MSNBC has named Rashida Jones its new president. Jones joined the network at its founding in 1996, “commands loyalty from many of [its] on-air personalities,” and “will become the highest-ranking Black woman in the television news industry” when she replaces Phil Griffin in February 2021 - NYTimes and WSJ and Bloomberg

Texas-based Northstar Mortgage has inked a $91 million deal with the CFPB and state regulators to resolve “claims of compliance violations and other operational failures dating back years” primarily centered on “mortgage servicing misconduct” and a failure to identify and honor loan modification agreements – Law360

Tesla is looking to cash in on its high stock price with a planned sale of common stock in which it hopes to raise as much as $5 billion.
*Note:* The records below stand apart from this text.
//! Haskell.
//!
//! `{- -}` comments nest and go through the engine's nestable-token
//! primitive. A run of dashes only starts a line comment when neither
//! neighbour is an operator character (`-->` is an operator); that check is
//! a peephole in the `DASHES` override.

use std::sync::OnceLock;

use lumen_scan_core::{Kind, MatchData, Pattern, Token};

use super::{guess_matches, simple_language};
use crate::filters::FilterContext;
use crate::presets::{DOUBLE_STR_SL, SINGLE_STR_SL};
use crate::{GrammarBuilder, Language, ScanError, Scanner, ScannerRegistry, SourceInfo};

const KEYWORDS: &[&str] = &[
    "as", "case", "of", "class", "data", "family", "instance", "default", "deriving", "do",
    "forall", "foreign", "hiding", "if", "then", "else", "import", "infix", "infixl", "infixr",
    "let", "in", "mdo", "module", "newtype", "proc", "qualified", "rec", "type", "where",
];

const TYPES: &[&str] = &[
    "Bool", "Char", "Double", "Either", "FilePath", "Float", "Int", "Integer", "IO", "IOError",
    "Maybe", "Ordering", "ReadS", "ShowS", "String", "Bounded", "Enum", "Eq", "Floating",
    "Fractional", "Functor", "Integral", "Monad", "Num", "Ord", "Read", "Real", "RealFloat",
    "RealFrac", "Show",
];

const VALUES: &[&str] = &["EQ", "False", "GT", "Just", "Left", "LT", "Nothing", "Right", "True"];

/// Prelude functions.
const FUNCTIONS: &[&str] = &[
    "abs", "acos", "acosh", "all", "and", "any", "appendFile", "applyM", "asTypeOf", "asin",
    "asinh", "atan", "atan2", "atanh", "break", "catch", "ceiling", "compare", "concat",
    "concatMap", "const", "cos", "cosh", "curry", "cycle", "decodeFloat", "div", "divMod", "drop",
    "dropWhile", "elem", "encodeFloat", "enumFrom", "enumFromThen", "enumFromThenTo",
    "enumFromTo", "error", "even", "exp", "exponent", "fail", "filter", "flip", "floatDigits",
    "floatRadix", "floatRange", "floor", "fmap", "foldl", "foldl1", "foldr", "foldr1",
    "fromEnum", "fromInteger", "fromIntegral", "fromRational", "fst", "gcd", "getChar",
    "getContents", "getLine", "head", "id", "init", "interact", "ioError", "isDenormalized",
    "isIEEE", "isInfinite", "isNaN", "isNegativeZero", "iterate", "last", "lcm", "length", "lex",
    "lines", "log", "logBase", "lookup", "map", "mapM", "mapM_", "max", "maxBound", "maximum",
    "maybe", "min", "minBound", "minimum", "mod", "negate", "not", "notElem", "null", "odd", "or",
    "otherwise", "pi", "pred", "print", "product", "properFraction", "putChar", "putStr",
    "putStrLn", "quot", "quotRem", "read", "readFile", "readIO", "readList", "readLn",
    "readParen", "reads", "readsPrec", "realToFrac", "recip", "rem", "repeat", "replicate",
    "return", "reverse", "round", "scaleFloat", "scanl", "scanl1", "scanr", "scanr1", "seq",
    "sequence", "sequence_", "show", "showChar", "showList", "showParen", "showString", "shows",
    "showsPrec", "significand", "signum", "sin", "sinh", "snd", "span", "splitAt", "sqrt",
    "subtract", "succ", "sum", "tail", "take", "takeWhile", "tan", "tanh", "toEnum", "toInteger",
    "toRational", "truncate", "uncurry", "undefined", "unlines", "until", "unwords", "unzip",
    "unzip3", "userError", "words", "writeFile", "zip", "zip3", "zipWith", "zipWith3",
];

const OP_CHARS: &str = r"+%^/*?#<>:;=@\[\]|\\~\-!$&";

const DASHES: Kind = Kind::new("DASHES");
const NESTED_COMMENT: Kind = Kind::new("NESTED_COMMENT");

fn is_op_char(c: char) -> bool {
    "+%^/*?#<>:;=@[]|\\~-!$&".contains(c)
}

/// `--` comment, or an operator containing dashes.
fn dashes(s: &mut Scanner, _: &MatchData) -> Result<(), ScanError> {
    let start = s.pos();
    let rest = s.rest();
    let run = rest.bytes().take_while(|&b| b == b'-').count();
    let before_ok = s.char_before().map_or(true, |c| !is_op_char(c));
    let after_ok = rest[run..].chars().next().map_or(true, |c| !is_op_char(c));
    let (kind, len) = if before_ok && after_ok {
        (Kind::COMMENT, rest.find('\n').unwrap_or(rest.len()))
    } else {
        (Kind::OPERATOR, rest.find(|c| !is_op_char(c)).unwrap_or(rest.len()))
    };
    s.set_pos(start + len);
    s.record_range(start, start + len, Some(kind))
}

fn nested_comment(s: &mut Scanner, _: &MatchData) -> Result<(), ScanError> {
    static DELIMS: OnceLock<(Pattern, Pattern)> = OnceLock::new();
    let (open, close) = match DELIMS.get() {
        Some(d) => d,
        None => {
            let compiled = (Pattern::new(r"\{-")?, Pattern::new(r"-\}")?);
            DELIMS.get_or_init(|| compiled)
        }
    };
    s.nestable_token(Kind::COMMENT, open, close)
}

/// Capitalised names are recorded as `TYPE`; the identifier map can still
/// reclassify them (`True` is a value).
fn map_type(mut token: Token, ctx: &FilterContext<'_>) -> Token {
    if let Some(kind) = ctx.idents.get(&token.text) {
        token.kind = Some(kind);
    }
    token
}

/// The Haskell grammar.
pub fn grammar() -> Result<GrammarBuilder, ScanError> {
    let mut g = GrammarBuilder::new("haskell")?;
    g.add_identifier_mapping(Kind::KEYWORD, KEYWORDS);
    g.add_identifier_mapping(Kind::TYPE, TYPES);
    g.add_identifier_mapping(Kind::FUNCTION, FUNCTIONS);
    g.add_identifier_mapping(Kind::VALUE, VALUES);
    g.add_filter(Some("map-type"), Kind::TYPE, map_type);

    // shebang
    g.add_pattern(Kind::COMMENT, r"\A#!.*")?;
    g.add_pattern(Kind::TYPE, r"[A-Z]['\w]*")?;
    g.add_pattern(Kind::IDENT, r"[_a-z]['\w]*")?;
    g.add_pattern(DASHES, "--+")?;
    g.add_pattern(
        Kind::FUNCTION,
        r"!!|\$!?|&&|\|\|?|\*\*?|\+\+?|-|\.|/=?|<=?|==|=<<|>>?=?|\^\^?",
    )?;
    // backticks make a function infix
    g.add_pattern(Kind::OPERATOR, r"`[^`]*`")?;
    // lambda
    g.add_pattern(Kind::FUNCTION, &format!(r"\\[^{OP_CHARS}\s]\S*"))?;
    g.add_pattern(NESTED_COMMENT, r"\{-")?;
    g.add_pattern(Kind::OPERATOR, &format!("[{OP_CHARS}]+"))?;
    g.add_pattern(Kind::STRING, DOUBLE_STR_SL)?;
    g.add_pattern(Kind::CHARACTER, SINGLE_STR_SL)?;
    g.add_pattern(Kind::NUMERIC, r"0[oO]\d+|0[xX][a-fA-F\d]+|\d+(?:\.\d+)?(?:[eE][+-]?\d+)?")?;

    g.add_override(DASHES, dashes);
    g.add_override(NESTED_COMMENT, nested_comment);
    Ok(g)
}

simple_language!(
    /// Haskell scanner.
    HaskellScanner
);

impl Language for HaskellScanner {
    const CODES: &'static [&'static str] = &["haskell", "hs"];
    const DESCRIPTION: &'static str = "Haskell";

    fn create(_: &ScannerRegistry) -> Result<Self, ScanError> {
        Self::new()
    }

    fn guess(src: &str, _: &SourceInfo<'_>) -> f64 {
        let mut p = 0.0;
        if guess_matches!(r"\{-.*-\}", src) {
            p += 0.05;
        }
        if guess_matches!(r"(?m)^import\s+qualified", src) {
            p += 0.05;
        }
        if guess_matches!(r"data\s+\w+\s+\w+\s*=", src) {
            p += 0.05;
        }
        p
    }
}

#[cfg(test)]
#[allow(clippy::unwrap_used, reason = "Tests can panic")]
mod tests {
    use pretty_assertions::assert_eq;

    use super::*;
    use crate::Scan;

    fn kinds(src: &str) -> Vec<(Option<&'static str>, String)> {
        let mut s = HaskellScanner::new().unwrap();
        s.set_source(lumen_scan_core::SourceBuffer::new(src));
        s.main().unwrap();
        s.scanner()
            .tokens()
            .iter()
            .map(|t| (t.kind.map(Kind::name), t.text.clone()))
            .collect()
    }

    #[test]
    fn nested_comment_is_one_token() {
        assert_eq!(
            kinds("{- a {- b -} c -}x"),
            vec![
                (Some("COMMENT"), "{- a {- b -} c -}".to_owned()),
                (Some("IDENT"), "x".to_owned()),
            ]
        );
    }

    #[test]
    fn unterminated_nested_comment_runs_to_eos() {
        assert_eq!(kinds("{- a {- b -}"), vec![(Some("COMMENT"), "{- a {- b -}".to_owned())]);
    }

    #[test]
    fn dashes_comment_or_operator() {
        assert_eq!(
            kinds("x -- note\ny"),
            vec![
                (Some("IDENT"), "x".to_owned()),
                (None, " ".to_owned()),
                (Some("COMMENT"), "-- note".to_owned()),
                (None, "\n".to_owned()),
                (Some("IDENT"), "y".to_owned()),
            ]
        );
        assert_eq!(kinds("a -->b")[2], (Some("OPERATOR"), "-->".to_owned()));
    }

    #[test]
    fn capitalised_values() {
        let mut s = HaskellScanner::new().unwrap();
        let out = s.highlight("Just True :: Maybe Bool").unwrap();
        assert_eq!(
            out,
            "<VALUE>Just</VALUE> <VALUE>True</VALUE> <OPERATOR>::</OPERATOR> <TYPE>Maybe</TYPE> <TYPE>Bool</TYPE>"
        );
    }
}
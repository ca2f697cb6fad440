//! Regex-or-division disambiguation for `/`.
//!
//! A slash starts a regex literal when the previous significant token
//! cannot end an operand: an operator, an opening bracket, the start of the
//! input, or one of a language's regex-introducing words (`split`, `if`,
//! ...). Untagged text and comments are skipped.

use lumen_scan_core::{Kind, Token};

/// Opening brackets, recorded separately so a following `/` is a regex.
pub const OPENER: Kind = Kind::new("OPENER");

/// Closing brackets.
pub const CLOSER: Kind = Kind::new("CLOSER");

#[derive(Clone, Copy, Debug, PartialEq, Eq)]
pub enum SlashKind {
    Regex,
    Division,
}

/// Classify a `/` from the tokens recorded before it.
///
/// `regex_words` lists `IDENT` texts after which a slash opens a regex.
pub fn classify_slash(tokens: &[Token], regex_words: &[&str]) -> SlashKind {
    let significant = tokens
        .iter()
        .rev()
        .find(|t| t.kind.is_some_and(|k| !k.name().starts_with("COMMENT")));
    let Some(prev) = significant else {
        return SlashKind::Regex;
    };
    let regex = match prev.kind {
        Some(Kind::OPERATOR | OPENER) => true,
        Some(Kind::IDENT) => regex_words.contains(&prev.text.as_str()),
        _ => false,
    };
    if regex {
        SlashKind::Regex
    } else {
        SlashKind::Division
    }
}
Should the company net that much, it would the company $12 billion richer this year based on stock offerings alone - Bloomberg

Following a Times report on videos of “child abuse and nonconsensual sexual violence” on the website Pornhub, Visa and Mastercard announced on Monday that they “would investigate their financial links to MindGeek,” the site’s parent company - NYTimes

We’ll be keeping a particular on Apeira Capital, which is raising $150 million for a first fund that aims “to bring a hedge-fund form of long-short investing to venture-backed startups.” Because of the difficulties inherent in actually shorting startup stocks, Apeira “would generate what are basically contracts between two parties that would have definable triggers—such as an initial public offering, mergers or acquisition, or shares hitting a specific price” in order to exercise its short positions - WSJ

Bob Dylan put a price on his creative genius this week, and it’s $300 million, thanks to a sale of his entire songwriting catalogue to Universal Music Publishing Group - WSJ and Bloomberg and Marketplace

Target’s getting in on the chicken supplier price-fixing game, too - WSJ

With her March criminal trial growing ever closer, Theranos founder and former CEO Elizabeth Holmes is pulling out all the stops to keep from producing “witness interviews and other documents relating to allegations that she and her partner sold blood-testing technology they knew didn’t work,” arguing that the materials are protected by “her attorney-client relationship with Boies Schiller Flexner LLP,” longtime outside counsel for both Holmes and her company – Law360

Dish Network will pay $210 million to resolve a long-running TCPA dispute over alleged telemarketing violations as part of a settlement with the DOJ and four states. The total is the “largest civil penalty ever paid for telemarketing violations” under the FTC Act - WSJ and Law360

TikTok will keep on ticking, thanks to the White House’s failure to act after the deadline for the divestiture of the app’s U.S. business “came and went without fanfare” and “a second federal judge blocked proposed restrictions on the app” after finding the “administration likely acted arbitrarily and capriciously, overstepping its authority” – Law360 and WSJ

Any other Mando fans with a soft spot for the original trilogy will likely have gotten a kick out of last Friday’s reappearance of the legendary bounty-hunter, Boba Fett, who was [until quite recently, by most, at least] thought lost to the Sarlacc. Here’s how an actor with strong Fett ties made it back on screen - NYTimes

Stay safe.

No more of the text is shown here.